### Goal of the exercise
Reproduce every entry exactly as shown.

### Records from a collection
*** Begin section ***

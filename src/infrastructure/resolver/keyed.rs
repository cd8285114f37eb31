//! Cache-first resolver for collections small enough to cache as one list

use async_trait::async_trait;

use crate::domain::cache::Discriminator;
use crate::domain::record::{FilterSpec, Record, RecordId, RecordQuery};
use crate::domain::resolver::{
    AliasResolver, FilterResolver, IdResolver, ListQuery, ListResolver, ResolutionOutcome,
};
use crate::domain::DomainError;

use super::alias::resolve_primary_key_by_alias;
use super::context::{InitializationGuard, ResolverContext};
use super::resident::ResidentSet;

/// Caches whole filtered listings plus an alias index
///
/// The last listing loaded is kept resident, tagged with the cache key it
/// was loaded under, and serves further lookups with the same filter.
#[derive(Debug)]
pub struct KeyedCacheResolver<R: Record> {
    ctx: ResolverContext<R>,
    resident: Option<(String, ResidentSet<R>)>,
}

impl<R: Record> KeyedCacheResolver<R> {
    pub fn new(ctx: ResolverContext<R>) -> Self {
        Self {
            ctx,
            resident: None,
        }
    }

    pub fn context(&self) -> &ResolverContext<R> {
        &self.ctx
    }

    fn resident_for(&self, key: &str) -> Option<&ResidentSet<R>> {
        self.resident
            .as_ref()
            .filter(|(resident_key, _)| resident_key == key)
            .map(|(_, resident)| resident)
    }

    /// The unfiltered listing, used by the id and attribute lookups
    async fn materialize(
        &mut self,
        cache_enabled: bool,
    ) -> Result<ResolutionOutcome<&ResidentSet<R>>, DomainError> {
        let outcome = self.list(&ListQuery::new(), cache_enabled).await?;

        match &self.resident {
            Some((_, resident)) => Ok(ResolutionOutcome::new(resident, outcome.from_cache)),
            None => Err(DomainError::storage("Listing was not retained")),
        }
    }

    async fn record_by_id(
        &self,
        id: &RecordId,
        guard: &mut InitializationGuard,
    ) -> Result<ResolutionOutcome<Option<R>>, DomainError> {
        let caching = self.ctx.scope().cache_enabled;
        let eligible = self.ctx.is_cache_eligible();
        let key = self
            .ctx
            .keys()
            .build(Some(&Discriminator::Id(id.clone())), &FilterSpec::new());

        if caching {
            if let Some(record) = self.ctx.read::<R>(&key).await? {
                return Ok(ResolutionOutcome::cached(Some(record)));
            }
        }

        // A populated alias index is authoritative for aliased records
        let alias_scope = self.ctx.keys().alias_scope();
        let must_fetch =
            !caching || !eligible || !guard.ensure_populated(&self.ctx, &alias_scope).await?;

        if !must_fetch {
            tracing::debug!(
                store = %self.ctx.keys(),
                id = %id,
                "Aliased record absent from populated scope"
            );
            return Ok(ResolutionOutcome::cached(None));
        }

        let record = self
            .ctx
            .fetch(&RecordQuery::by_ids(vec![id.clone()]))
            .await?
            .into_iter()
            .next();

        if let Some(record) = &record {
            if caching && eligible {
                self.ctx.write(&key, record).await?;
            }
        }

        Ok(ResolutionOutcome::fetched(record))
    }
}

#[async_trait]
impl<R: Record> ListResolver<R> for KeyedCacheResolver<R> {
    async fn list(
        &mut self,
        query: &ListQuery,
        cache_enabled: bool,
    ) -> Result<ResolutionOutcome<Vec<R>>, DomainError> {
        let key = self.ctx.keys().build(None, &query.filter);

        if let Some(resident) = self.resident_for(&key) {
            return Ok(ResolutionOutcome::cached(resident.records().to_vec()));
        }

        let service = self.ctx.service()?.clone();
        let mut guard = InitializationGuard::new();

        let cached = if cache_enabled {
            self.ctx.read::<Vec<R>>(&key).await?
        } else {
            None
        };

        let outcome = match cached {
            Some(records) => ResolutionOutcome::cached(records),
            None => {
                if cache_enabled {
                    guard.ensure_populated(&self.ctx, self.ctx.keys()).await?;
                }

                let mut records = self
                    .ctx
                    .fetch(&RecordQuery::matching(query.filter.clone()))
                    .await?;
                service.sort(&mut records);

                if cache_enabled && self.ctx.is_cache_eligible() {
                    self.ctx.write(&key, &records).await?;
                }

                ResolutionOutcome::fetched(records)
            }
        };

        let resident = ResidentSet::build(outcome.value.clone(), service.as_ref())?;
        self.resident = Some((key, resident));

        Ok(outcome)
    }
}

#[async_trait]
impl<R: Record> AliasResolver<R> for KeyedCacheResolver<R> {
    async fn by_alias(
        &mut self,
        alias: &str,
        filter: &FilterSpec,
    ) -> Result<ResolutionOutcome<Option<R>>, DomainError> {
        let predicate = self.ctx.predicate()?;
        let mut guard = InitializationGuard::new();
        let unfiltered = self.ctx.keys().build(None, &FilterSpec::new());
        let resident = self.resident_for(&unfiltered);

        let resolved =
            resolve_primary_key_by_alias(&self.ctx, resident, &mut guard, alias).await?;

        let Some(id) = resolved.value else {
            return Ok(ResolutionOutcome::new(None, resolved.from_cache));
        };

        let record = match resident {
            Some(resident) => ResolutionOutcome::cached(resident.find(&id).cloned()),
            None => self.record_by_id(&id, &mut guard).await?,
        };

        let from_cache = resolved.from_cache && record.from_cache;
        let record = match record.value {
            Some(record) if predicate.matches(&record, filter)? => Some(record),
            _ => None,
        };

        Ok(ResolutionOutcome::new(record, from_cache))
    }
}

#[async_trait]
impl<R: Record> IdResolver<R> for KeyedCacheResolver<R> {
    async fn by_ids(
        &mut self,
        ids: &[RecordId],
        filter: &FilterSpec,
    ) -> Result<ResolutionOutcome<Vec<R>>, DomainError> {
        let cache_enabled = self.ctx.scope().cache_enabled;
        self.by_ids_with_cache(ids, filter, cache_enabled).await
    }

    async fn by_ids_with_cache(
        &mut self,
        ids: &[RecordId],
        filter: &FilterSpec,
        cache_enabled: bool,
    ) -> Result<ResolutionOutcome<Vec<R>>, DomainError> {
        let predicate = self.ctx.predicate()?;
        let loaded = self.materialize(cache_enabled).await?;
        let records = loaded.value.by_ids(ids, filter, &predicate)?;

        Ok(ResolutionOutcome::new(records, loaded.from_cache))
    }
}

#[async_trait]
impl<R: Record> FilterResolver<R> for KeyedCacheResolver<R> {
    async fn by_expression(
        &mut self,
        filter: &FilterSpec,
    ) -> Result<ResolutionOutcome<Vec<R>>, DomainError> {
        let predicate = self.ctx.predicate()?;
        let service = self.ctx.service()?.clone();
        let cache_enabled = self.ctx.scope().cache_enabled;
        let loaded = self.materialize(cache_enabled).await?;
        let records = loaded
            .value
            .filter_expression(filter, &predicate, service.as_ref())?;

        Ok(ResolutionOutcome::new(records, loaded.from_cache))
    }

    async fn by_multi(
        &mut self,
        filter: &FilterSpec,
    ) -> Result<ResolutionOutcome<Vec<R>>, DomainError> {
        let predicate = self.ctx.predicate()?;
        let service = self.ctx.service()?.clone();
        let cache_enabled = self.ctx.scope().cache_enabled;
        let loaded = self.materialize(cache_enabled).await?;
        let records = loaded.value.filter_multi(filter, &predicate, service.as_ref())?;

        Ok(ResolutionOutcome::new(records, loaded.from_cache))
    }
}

*** End section ***

### The answer
filename src/infrastructure/resolver/keyed.rs
repository cd8285114f37eb31
//! Cache-first resolver for collections small enough to cache as one list

use async_trait::async_trait;

use crate::domain::cache::Discriminator;
use crate::domain::record::{FilterSpec, Record, RecordId, RecordQuery};
use crate::domain::resolver::{
    AliasResolver, FilterResolver, IdResolver, ListQuery, ListResolver, ResolutionOutcome,
};
use crate::domain::DomainError;

use super::alias::resolve_primary_key_by_alias;
use super::context::{InitializationGuard, ResolverContext};
use super::resident::ResidentSet;

/// Caches whole filtered listings plus an alias index
///
/// The last listing loaded is kept resident, tagged with the cache key it
/// was loaded under, and serves further lookups with the same filter.
#[derive(Debug)]
pub struct KeyedCacheResolver<R: Record> {
    ctx: ResolverContext<R>,
    resident: Option<(String, ResidentSet<R>)>,
}

impl<R: Record> KeyedCacheResolver<R> {
    pub fn new(ctx: ResolverContext<R>) -> Self {
        Self {
            ctx,
            resident: None,
        }
    }

    pub fn context(&self) -> &ResolverContext<R> {
        &self.ctx
    }

    fn resident_for(&self, key: &str) -> Option<&ResidentSet<R>> {
        self.resident
            .as_ref()
            .filter(|(resident_key, _)| resident_key == key)
            .map(|(_, resident)| resident)
    }

    /// The unfiltered listing, used by the id and attribute lookups
    async fn materialize(
        &mut self,
        cache_enabled: bool,
    ) -> Result<ResolutionOutcome<&ResidentSet<R>>, DomainError> {
        let outcome = self.list(&ListQuery::new(), cache_enabled).await?;

        match &self.resident {
            Some((_, resident)) => Ok(ResolutionOutcome::new(resident, outcome.from_cache)),
            None => Err(DomainError::storage("Listing was not retained")),
        }
    }

    async fn record_by_id(
        &self,
        id: &RecordId,
        guard: &mut InitializationGuard,
    ) -> Result<ResolutionOutcome<Option<R>>, DomainError> {
        let caching = self.ctx.scope().cache_enabled;
        let eligible = self.ctx.is_cache_eligible();
        let key = self
            .ctx
            .keys()
            .build(Some(&Discriminator::Id(id.clone())), &FilterSpec::new());

        if caching {
            if let Some(record) = self.ctx.read::<R>(&key).await? {
                return Ok(ResolutionOutcome::cached(Some(record)));
            }
        }

        // A populated alias index is authoritative for aliased records
        let alias_scope = self.ctx.keys().alias_scope();
        let must_fetch =
            !caching || !eligible || !guard.ensure_populated(&self.ctx, &alias_scope).await?;

        if !must_fetch {
            tracing::debug!(
                store = %self.ctx.keys(),
                id = %id,
                "Aliased record absent from populated scope"
            );
            return Ok(ResolutionOutcome::cached(None));
        }

        let record = self
            .ctx
            .fetch(&RecordQuery::by_ids(vec![id.clone()]))
            .await?
            .into_iter()
            .next();

        if let Some(record) = &record {
            if caching && eligible {
                self.ctx.write(&key, record).await?;
            }
        }

        Ok(ResolutionOutcome::fetched(record))
    }
}

#[async_trait]
impl<R: Record> ListResolver<R> for KeyedCacheResolver<R> {
    async fn list(
        &mut self,
        query: &ListQuery,
        cache_enabled: bool,
    ) -> Result<ResolutionOutcome<Vec<R>>, DomainError> {
        let key = self.ctx.keys().build(None, &query.filter);

        if let Some(resident) = self.resident_for(&key) {
            return Ok(ResolutionOutcome::cached(resident.records().to_vec()));
        }

        let service = self.ctx.service()?.clone();
        let mut guard = InitializationGuard::new();

        let cached = if cache_enabled {
            self.ctx.read::<Vec<R>>(&key).await?
        } else {
            None
        };

        let outcome = match cached {
            Some(records) => ResolutionOutcome::cached(records),
            None => {
                if cache_enabled {
                    guard.ensure_populated(&self.ctx, self.ctx.keys()).await?;
                }

                let mut records = self
                    .ctx
                    .fetch(&RecordQuery::matching(query.filter.clone()))
                    .await?;
                service.sort(&mut records);

                if cache_enabled && self.ctx.is_cache_eligible() {
                    self.ctx.write(&key, &records).await?;
                }

                ResolutionOutcome::fetched(records)
            }
        };

        let resident = ResidentSet::build(outcome.value.clone(), service.as_ref())?;
        self.resident = Some((key, resident));

        Ok(outcome)
    }
}

#[async_trait]
impl<R: Record> AliasResolver<R> for KeyedCacheResolver<R> {
    async fn by_alias(
        &mut self,
        alias: &str,
        filter: &FilterSpec,
    ) -> Result<ResolutionOutcome<Option<R>>, DomainError> {
        let predicate = self.ctx.predicate()?;
        let mut guard = InitializationGuard::new();
        let unfiltered = self.ctx.keys().build(None, &FilterSpec::new());
        let resident = self.resident_for(&unfiltered);

        let resolved =
            resolve_primary_key_by_alias(&self.ctx, resident, &mut guard, alias).await?;

        let Some(id) = resolved.value else {
            return Ok(ResolutionOutcome::new(None, resolved.from_cache));
        };

        let record = match resident {
            Some(resident) => ResolutionOutcome::cached(resident.find(&id).cloned()),
            None => self.record_by_id(&id, &mut guard).await?,
        };

        let from_cache = resolved.from_cache && record.from_cache;
        let record = match record.value {
            Some(record) if predicate.matches(&record, filter)? => Some(record),
            _ => None,
        };

        Ok(ResolutionOutcome::new(record, from_cache))
    }
}

#[async_trait]
impl<R: Record> IdResolver<R> for KeyedCacheResolver<R> {
    async fn by_ids(
        &mut self,
        ids: &[RecordId],
        filter: &FilterSpec,
    ) -> Result<ResolutionOutcome<Vec<R>>, DomainError> {
        let cache_enabled = self.ctx.scope().cache_enabled;
        self.by_ids_with_cache(ids, filter, cache_enabled).await
    }

    async fn by_ids_with_cache(
        &mut self,
        ids: &[RecordId],
        filter: &FilterSpec,
        cache_enabled: bool,
    ) -> Result<ResolutionOutcome<Vec<R>>, DomainError> {
        let predicate = self.ctx.predicate()?;
        let loaded = self.materialize(cache_enabled).await?;
        let records = loaded.value.by_ids(ids, filter, &predicate)?;

        Ok(ResolutionOutcome::new(records, loaded.from_cache))
    }
}

#[async_trait]
impl<R: Record> FilterResolver<R> for KeyedCacheResolver<R> {
    async fn by_expression(
        &mut self,
        filter: &FilterSpec,
    ) -> Result<ResolutionOutcome<Vec<R>>, DomainError> {
        let predicate = self.ctx.predicate()?;
        let service = self.ctx.service()?.clone();
        let cache_enabled = self.ctx.scope().cache_enabled;
        let loaded = self.materialize(cache_enabled).await?;
        let records = loaded
            .value
            .filter_expression(filter, &predicate, service.as_ref())?;

        Ok(ResolutionOutcome::new(records, loaded.from_cache))
    }

    async fn by_multi(
        &mut self,
        filter: &FilterSpec,
    ) -> Result<ResolutionOutcome<Vec<R>>, DomainError> {
        let predicate = self.ctx.predicate()?;
        let service = self.ctx.service()?.clone();
        let cache_enabled = self.ctx.scope().cache_enabled;
        let loaded = self.materialize(cache_enabled).await?;
        let records = loaded.value.filter_multi(filter, &predicate, service.as_ref())?;

        Ok(ResolutionOutcome::new(records, loaded.from_cache))
    }
}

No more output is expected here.